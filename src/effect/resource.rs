//! Resource-safe scoping.
//!
//! [`Aff::use_resource`] pairs an acquisition with a guaranteed release:
//!
//! 1. the body is built and run at most once, and only if acquisition
//!    succeeded;
//! 2. the handle is released exactly once after the body completes, whether
//!    it succeeded, failed or was cancelled;
//! 3. a failing release is logged and suppressed; it never replaces the
//!    body's outcome.
//!
//! Failed acquisitions release nothing, since nothing was acquired. Nested
//! scopes release in reverse order of acquisition.
//!
//! [`Aff::finally`] is the handle-free variant: it runs a finalizer on every
//! exit path, and the finalizer's failure is reported only when the guarded
//! computation itself succeeded.
//!
//! # Examples
//!
//! ```rust
//! use std::sync::Arc;
//! use std::sync::atomic::{AtomicBool, Ordering};
//! use lambars_aff::effect::{Aff, Environment, Outcome, Release};
//!
//! struct Connection {
//!     closed: Arc<AtomicBool>,
//! }
//!
//! impl Release for Connection {
//!     fn release(&self) -> Outcome<()> {
//!         self.closed.store(true, Ordering::SeqCst);
//!         Ok(())
//!     }
//! }
//!
//! let closed = Arc::new(AtomicBool::new(false));
//! let connection = Connection { closed: Arc::clone(&closed) };
//!
//! let query = Aff::use_resource(Aff::pure(connection), |_connection| {
//!     Aff::<u32>::fail_with("query failed")
//! });
//!
//! assert!(query.run_blocking(&Environment::default()).is_err());
//! assert!(closed.load(Ordering::SeqCst));
//! ```

use std::sync::Arc;

use super::aff::Aff;
use super::error::Outcome;
use super::node::{Child, Node, Scope, Value, unerase};

/// A handle that can be released.
///
/// The release operation is invoked exactly once by the resource guard.
pub trait Release: Send + Sync + 'static {
    /// Releases the underlying resource.
    ///
    /// # Errors
    ///
    /// Returns the failure to release. The guard logs it and keeps the
    /// outcome of the body.
    fn release(&self) -> Outcome<()>;
}

impl<T: Release + ?Sized> Release for Box<T> {
    fn release(&self) -> Outcome<()> {
        (**self).release()
    }
}

impl<T: Release + ?Sized> Release for Arc<T> {
    fn release(&self) -> Outcome<()> {
        (**self).release()
    }
}

impl<R, Env> Aff<R, Env>
where
    R: Send + 'static,
    Env: Send + Sync + 'static,
{
    /// Acquires a handle, runs `body` with it, then runs `release` on it.
    ///
    /// This is the general form behind the `use_*` family: `release` is any
    /// effect, so it may be asynchronous. Its failure is suppressed.
    pub fn bracket<H, B, L>(acquire: Aff<H, Env>, body: B, release: L) -> Self
    where
        H: Send + Sync + 'static,
        B: FnOnce(Arc<H>) -> Self + Send + 'static,
        L: FnOnce(Arc<H>) -> Aff<(), Env> + Send + 'static,
    {
        let prepare = move |handle: Value| {
            let handle = Arc::new(unerase::<H>(handle));
            let released = Arc::clone(&handle);
            Scope {
                body: Box::new(move || body(handle).node),
                release: Aff::defer(move || release(released)).node,
            }
        };
        Self::from_node(Node::UseAcquire {
            acquire: Child::new(acquire.node),
            prepare: Box::new(prepare),
        })
    }

    /// Acquires a [`Release`] handle and scopes an effectful body to it.
    pub fn use_resource<H, B>(acquire: Aff<H, Env>, body: B) -> Self
    where
        H: Release,
        B: FnOnce(Arc<H>) -> Self + Send + 'static,
    {
        Self::bracket(acquire, body, |handle| {
            Aff::lift_sync(move || handle.release())
        })
    }

    /// Like [`use_resource`](Self::use_resource) with a synchronous body
    /// that borrows the handle.
    pub fn use_sync<H, B>(acquire: Aff<H, Env>, body: B) -> Self
    where
        H: Release,
        B: FnOnce(&H) -> Outcome<R> + Send + 'static,
    {
        Self::use_resource(acquire, |handle| Self::lift_sync(move || body(&handle)))
    }

    /// Like [`use_resource`](Self::use_resource) with a synchronous acquire.
    pub fn use_with<H, F, B>(acquire: F, body: B) -> Self
    where
        H: Release,
        F: FnOnce() -> Outcome<H> + Send + 'static,
        B: FnOnce(Arc<H>) -> Self + Send + 'static,
    {
        Self::use_resource(Aff::lift_sync(acquire), body)
    }

    /// Runs `finalizer` after `self` on every exit path.
    ///
    /// The finalizer's value is discarded. If it fails, that failure is
    /// reported only when `self` succeeded; otherwise the first failure
    /// wins.
    ///
    /// ```rust
    /// use lambars_aff::effect::{Aff, Environment, Error};
    ///
    /// let environment: Environment = Environment::default();
    ///
    /// let kept = Aff::<i32>::fail_with("work").finally(Aff::<()>::fail_with("cleanup"));
    /// assert_eq!(kept.run_blocking(&environment), Err(Error::message("work")));
    ///
    /// let replaced = Aff::pure(1).finally(Aff::<()>::fail_with("cleanup"));
    /// assert_eq!(replaced.run_blocking(&environment), Err(Error::message("cleanup")));
    /// ```
    pub fn finally<X>(self, finalizer: Aff<X, Env>) -> Self
    where
        X: Send + 'static,
    {
        Self::from_node(Node::Finalize {
            source: Child::new(self.node),
            finalizer: Child::new(finalizer.node),
        })
    }
}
________________________
- _Exercise directions_:
Generate an exact reproduction of all entries.

- _Final answer_:
filename src/effect/resource.rs
//! Resource-safe scoping.
//!
//! [`Aff::use_resource`] pairs an acquisition with a guaranteed release:
//!
//! 1. the body is built and run at most once, and only if acquisition
//!    succeeded;
//! 2. the handle is released exactly once after the body completes, whether
//!    it succeeded, failed or was cancelled;
//! 3. a failing release is logged and suppressed; it never replaces the
//!    body's outcome.
//!
//! Failed acquisitions release nothing, since nothing was acquired. Nested
//! scopes release in reverse order of acquisition.
//!
//! [`Aff::finally`] is the handle-free variant: it runs a finalizer on every
//! exit path, and the finalizer's failure is reported only when the guarded
//! computation itself succeeded.
//!
//! # Examples
//!
//! ```rust
//! use std::sync::Arc;
//! use std::sync::atomic::{AtomicBool, Ordering};
//! use lambars_aff::effect::{Aff, Environment, Outcome, Release};
//!
//! struct Connection {
//!     closed: Arc<AtomicBool>,
//! }
//!
//! impl Release for Connection {
//!     fn release(&self) -> Outcome<()> {
//!         self.closed.store(true, Ordering::SeqCst);
//!         Ok(())
//!     }
//! }
//!
//! let closed = Arc::new(AtomicBool::new(false));
//! let connection = Connection { closed: Arc::clone(&closed) };
//!
//! let query = Aff::use_resource(Aff::pure(connection), |_connection| {
//!     Aff::<u32>::fail_with("query failed")
//! });
//!
//! assert!(query.run_blocking(&Environment::default()).is_err());
//! assert!(closed.load(Ordering::SeqCst));
//! ```

use std::sync::Arc;

use super::aff::Aff;
use super::error::Outcome;
use super::node::{Child, Node, Scope, Value, unerase};

/// A handle that can be released.
///
/// The release operation is invoked exactly once by the resource guard.
pub trait Release: Send + Sync + 'static {
    /// Releases the underlying resource.
    ///
    /// # Errors
    ///
    /// Returns the failure to release. The guard logs it and keeps the
    /// outcome of the body.
    fn release(&self) -> Outcome<()>;
}

impl<T: Release + ?Sized> Release for Box<T> {
    fn release(&self) -> Outcome<()> {
        (**self).release()
    }
}

impl<T: Release + ?Sized> Release for Arc<T> {
    fn release(&self) -> Outcome<()> {
        (**self).release()
    }
}

impl<R, Env> Aff<R, Env>
where
    R: Send + 'static,
    Env: Send + Sync + 'static,
{
    /// Acquires a handle, runs `body` with it, then runs `release` on it.
    ///
    /// This is the general form behind the `use_*` family: `release` is any
    /// effect, so it may be asynchronous. Its failure is suppressed.
    pub fn bracket<H, B, L>(acquire: Aff<H, Env>, body: B, release: L) -> Self
    where
        H: Send + Sync + 'static,
        B: FnOnce(Arc<H>) -> Self + Send + 'static,
        L: FnOnce(Arc<H>) -> Aff<(), Env> + Send + 'static,
    {
        let prepare = move |handle: Value| {
            let handle = Arc::new(unerase::<H>(handle));
            let released = Arc::clone(&handle);
            Scope {
                body: Box::new(move || body(handle).node),
                release: Aff::defer(move || release(released)).node,
            }
        };
        Self::from_node(Node::UseAcquire {
            acquire: Child::new(acquire.node),
            prepare: Box::new(prepare),
        })
    }

    /// Acquires a [`Release`] handle and scopes an effectful body to it.
    pub fn use_resource<H, B>(acquire: Aff<H, Env>, body: B) -> Self
    where
        H: Release,
        B: FnOnce(Arc<H>) -> Self + Send + 'static,
    {
        Self::bracket(acquire, body, |handle| {
            Aff::lift_sync(move || handle.release())
        })
    }

    /// Like [`use_resource`](Self::use_resource) with a synchronous body
    /// that borrows the handle.
    pub fn use_sync<H, B>(acquire: Aff<H, Env>, body: B) -> Self
    where
        H: Release,
        B: FnOnce(&H) -> Outcome<R> + Send + 'static,
    {
        Self::use_resource(acquire, |handle| Self::lift_sync(move || body(&handle)))
    }

    /// Like [`use_resource`](Self::use_resource) with a synchronous acquire.
    pub fn use_with<H, F, B>(acquire: F, body: B) -> Self
    where
        H: Release,
        F: FnOnce() -> Outcome<H> + Send + 'static,
        B: FnOnce(Arc<H>) -> Self + Send + 'static,
    {
        Self::use_resource(Aff::lift_sync(acquire), body)
    }

    /// Runs `finalizer` after `self` on every exit path.
    ///
    /// The finalizer's value is discarded. If it fails, that failure is
    /// reported only when `self` succeeded; otherwise the first failure
    /// wins.
    ///
    /// ```rust
    /// use lambars_aff::effect::{Aff, Environment, Error};
    ///
    /// let environment: Environment = Environment::default();
    ///
    /// let kept = Aff::<i32>::fail_with("work").finally(Aff::<()>::fail_with("cleanup"));
    /// assert_eq!(kept.run_blocking(&environment), Err(Error::message("work")));
    ///
    /// let replaced = Aff::pure(1).finally(Aff::<()>::fail_with("cleanup"));
    /// assert_eq!(replaced.run_blocking(&environment), Err(Error::message("cleanup")));
    /// ```
    pub fn finally<X>(self, finalizer: Aff<X, Env>) -> Self
    where
        X: Send + 'static,
    {
        Self::from_node(Node::Finalize {
            source: Child::new(self.node),
            finalizer: Child::new(finalizer.node),
        })
    }
}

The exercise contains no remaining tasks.